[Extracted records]
•••••
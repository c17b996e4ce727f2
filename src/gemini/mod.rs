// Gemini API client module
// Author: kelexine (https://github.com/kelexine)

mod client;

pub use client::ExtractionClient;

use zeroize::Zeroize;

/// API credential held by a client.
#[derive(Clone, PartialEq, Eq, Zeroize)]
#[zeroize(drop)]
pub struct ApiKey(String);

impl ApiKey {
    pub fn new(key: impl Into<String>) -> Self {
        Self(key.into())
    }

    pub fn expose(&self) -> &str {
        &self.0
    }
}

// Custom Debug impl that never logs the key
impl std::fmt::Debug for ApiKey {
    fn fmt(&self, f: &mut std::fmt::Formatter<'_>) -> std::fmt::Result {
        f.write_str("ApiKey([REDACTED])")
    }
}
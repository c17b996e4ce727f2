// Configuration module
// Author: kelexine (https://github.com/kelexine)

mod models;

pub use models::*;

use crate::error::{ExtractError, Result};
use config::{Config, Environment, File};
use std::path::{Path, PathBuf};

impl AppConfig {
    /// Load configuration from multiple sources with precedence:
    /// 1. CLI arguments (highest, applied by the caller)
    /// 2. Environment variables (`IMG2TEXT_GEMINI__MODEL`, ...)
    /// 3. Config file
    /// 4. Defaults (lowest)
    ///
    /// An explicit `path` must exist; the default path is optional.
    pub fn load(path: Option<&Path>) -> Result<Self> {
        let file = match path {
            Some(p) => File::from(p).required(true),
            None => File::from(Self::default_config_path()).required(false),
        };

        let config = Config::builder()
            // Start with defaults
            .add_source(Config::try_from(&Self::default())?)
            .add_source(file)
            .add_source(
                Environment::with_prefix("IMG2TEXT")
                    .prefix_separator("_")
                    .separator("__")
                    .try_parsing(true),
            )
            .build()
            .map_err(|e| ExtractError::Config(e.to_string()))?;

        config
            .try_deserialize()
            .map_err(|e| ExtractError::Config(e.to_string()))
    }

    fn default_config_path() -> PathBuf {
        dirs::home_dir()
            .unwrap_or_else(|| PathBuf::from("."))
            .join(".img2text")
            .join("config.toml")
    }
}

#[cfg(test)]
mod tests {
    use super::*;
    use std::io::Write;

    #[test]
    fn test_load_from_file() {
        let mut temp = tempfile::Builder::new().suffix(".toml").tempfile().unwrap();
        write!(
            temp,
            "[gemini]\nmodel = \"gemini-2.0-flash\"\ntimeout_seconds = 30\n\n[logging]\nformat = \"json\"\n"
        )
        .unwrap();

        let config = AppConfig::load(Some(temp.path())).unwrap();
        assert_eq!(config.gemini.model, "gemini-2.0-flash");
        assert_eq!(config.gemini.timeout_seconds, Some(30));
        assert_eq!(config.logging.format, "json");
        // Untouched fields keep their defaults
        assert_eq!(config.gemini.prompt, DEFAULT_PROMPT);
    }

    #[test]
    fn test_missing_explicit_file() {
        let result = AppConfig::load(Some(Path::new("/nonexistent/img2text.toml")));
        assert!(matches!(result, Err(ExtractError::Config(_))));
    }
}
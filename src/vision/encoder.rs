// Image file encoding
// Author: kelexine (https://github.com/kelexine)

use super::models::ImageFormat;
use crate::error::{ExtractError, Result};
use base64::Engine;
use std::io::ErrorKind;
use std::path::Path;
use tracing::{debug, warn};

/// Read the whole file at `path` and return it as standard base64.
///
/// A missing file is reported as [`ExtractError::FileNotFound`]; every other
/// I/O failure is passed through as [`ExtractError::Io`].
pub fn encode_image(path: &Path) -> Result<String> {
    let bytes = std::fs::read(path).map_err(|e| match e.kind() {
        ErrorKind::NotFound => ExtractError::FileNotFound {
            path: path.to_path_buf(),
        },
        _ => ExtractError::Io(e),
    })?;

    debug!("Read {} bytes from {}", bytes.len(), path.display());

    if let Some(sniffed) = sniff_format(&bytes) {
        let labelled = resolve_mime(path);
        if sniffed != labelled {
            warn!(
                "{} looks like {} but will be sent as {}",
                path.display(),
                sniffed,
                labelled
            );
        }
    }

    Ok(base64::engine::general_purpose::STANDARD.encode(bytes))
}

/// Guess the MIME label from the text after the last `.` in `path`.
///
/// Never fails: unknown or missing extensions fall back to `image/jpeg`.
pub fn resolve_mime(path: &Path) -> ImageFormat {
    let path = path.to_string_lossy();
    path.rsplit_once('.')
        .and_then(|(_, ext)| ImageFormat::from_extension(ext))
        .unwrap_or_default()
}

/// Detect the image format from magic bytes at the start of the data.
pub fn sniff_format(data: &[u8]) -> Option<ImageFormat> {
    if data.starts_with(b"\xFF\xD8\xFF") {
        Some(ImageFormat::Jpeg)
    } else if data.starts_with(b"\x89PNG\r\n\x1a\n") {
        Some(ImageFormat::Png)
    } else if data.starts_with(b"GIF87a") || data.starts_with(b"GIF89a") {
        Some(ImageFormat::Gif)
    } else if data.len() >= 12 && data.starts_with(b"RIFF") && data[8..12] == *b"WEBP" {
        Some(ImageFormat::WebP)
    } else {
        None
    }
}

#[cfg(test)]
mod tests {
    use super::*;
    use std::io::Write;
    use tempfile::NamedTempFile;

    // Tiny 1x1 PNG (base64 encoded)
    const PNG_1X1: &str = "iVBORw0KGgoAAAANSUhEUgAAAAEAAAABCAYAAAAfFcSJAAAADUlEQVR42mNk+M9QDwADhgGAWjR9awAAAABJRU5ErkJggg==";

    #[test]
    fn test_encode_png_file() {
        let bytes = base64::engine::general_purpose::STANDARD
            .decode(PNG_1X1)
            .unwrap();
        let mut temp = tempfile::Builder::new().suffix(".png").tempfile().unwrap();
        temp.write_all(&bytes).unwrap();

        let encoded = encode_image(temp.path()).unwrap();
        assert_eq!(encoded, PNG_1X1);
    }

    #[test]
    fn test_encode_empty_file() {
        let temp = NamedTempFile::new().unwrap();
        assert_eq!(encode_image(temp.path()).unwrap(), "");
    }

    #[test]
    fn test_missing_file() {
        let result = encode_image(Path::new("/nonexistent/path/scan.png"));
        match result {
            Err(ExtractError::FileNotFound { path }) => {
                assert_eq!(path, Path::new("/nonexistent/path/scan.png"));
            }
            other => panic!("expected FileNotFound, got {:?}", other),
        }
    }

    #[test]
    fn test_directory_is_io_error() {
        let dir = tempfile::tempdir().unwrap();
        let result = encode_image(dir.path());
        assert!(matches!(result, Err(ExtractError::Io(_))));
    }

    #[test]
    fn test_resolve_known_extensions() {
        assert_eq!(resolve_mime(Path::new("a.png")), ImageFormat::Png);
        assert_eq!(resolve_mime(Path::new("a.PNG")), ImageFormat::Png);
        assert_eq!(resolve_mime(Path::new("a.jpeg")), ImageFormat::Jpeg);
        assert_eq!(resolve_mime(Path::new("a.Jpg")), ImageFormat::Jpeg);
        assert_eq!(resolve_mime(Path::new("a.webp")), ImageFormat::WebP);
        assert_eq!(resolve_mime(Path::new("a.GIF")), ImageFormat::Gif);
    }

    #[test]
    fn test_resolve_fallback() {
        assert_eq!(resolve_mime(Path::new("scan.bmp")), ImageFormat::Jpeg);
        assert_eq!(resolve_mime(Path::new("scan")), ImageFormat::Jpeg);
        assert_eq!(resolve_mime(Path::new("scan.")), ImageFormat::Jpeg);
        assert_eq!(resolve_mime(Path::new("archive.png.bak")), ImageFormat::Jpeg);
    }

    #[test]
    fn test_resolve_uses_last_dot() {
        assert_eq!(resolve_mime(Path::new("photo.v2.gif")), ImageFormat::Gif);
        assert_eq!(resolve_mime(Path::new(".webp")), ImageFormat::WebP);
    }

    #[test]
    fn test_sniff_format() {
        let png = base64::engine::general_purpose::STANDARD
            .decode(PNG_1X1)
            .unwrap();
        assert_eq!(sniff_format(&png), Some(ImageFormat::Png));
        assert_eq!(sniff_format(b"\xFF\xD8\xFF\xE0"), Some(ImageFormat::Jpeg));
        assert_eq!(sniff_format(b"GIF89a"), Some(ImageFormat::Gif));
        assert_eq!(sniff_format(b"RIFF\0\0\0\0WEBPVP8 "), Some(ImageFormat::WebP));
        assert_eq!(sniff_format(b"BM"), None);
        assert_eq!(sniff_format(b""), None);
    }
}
•••••
WHAT YOU HAVE TO DO
Please transcribe the records exactly from their first line through the line holding "let file = match", and leave out all others.

WRITTEN RESPONSE
repository c17b996e4ce727f2
filename src/gemini/mod.rs
// Gemini API client module
// Author: kelexine (https://github.com/kelexine)

mod client;

pub use client::ExtractionClient;

use zeroize::Zeroize;

/// API credential held by a client.
#[derive(Clone, PartialEq, Eq, Zeroize)]
#[zeroize(drop)]
pub struct ApiKey(String);

impl ApiKey {
    pub fn new(key: impl Into<String>) -> Self {
        Self(key.into())
    }

    pub fn expose(&self) -> &str {
        &self.0
    }
}

// Custom Debug impl that never logs the key
impl std::fmt::Debug for ApiKey {
    fn fmt(&self, f: &mut std::fmt::Formatter<'_>) -> std::fmt::Result {
        f.write_str("ApiKey([REDACTED])")
    }
}
repository c17b996e4ce727f2
// Configuration module
// Author: kelexine (https://github.com/kelexine)

mod models;

pub use models::*;

use crate::error::{ExtractError, Result};
use config::{Config, Environment, File};
use std::path::{Path, PathBuf};

impl AppConfig {
    /// Load configuration from multiple sources with precedence:
    /// 1. CLI arguments (highest, applied by the caller)
    /// 2. Environment variables (`IMG2TEXT_GEMINI__MODEL`, ...)
    /// 3. Config file
    /// 4. Defaults (lowest)
    ///
    /// An explicit `path` must exist; the default path is optional.
    pub fn load(path: Option<&Path>) -> Result<Self> {
        let file = match path {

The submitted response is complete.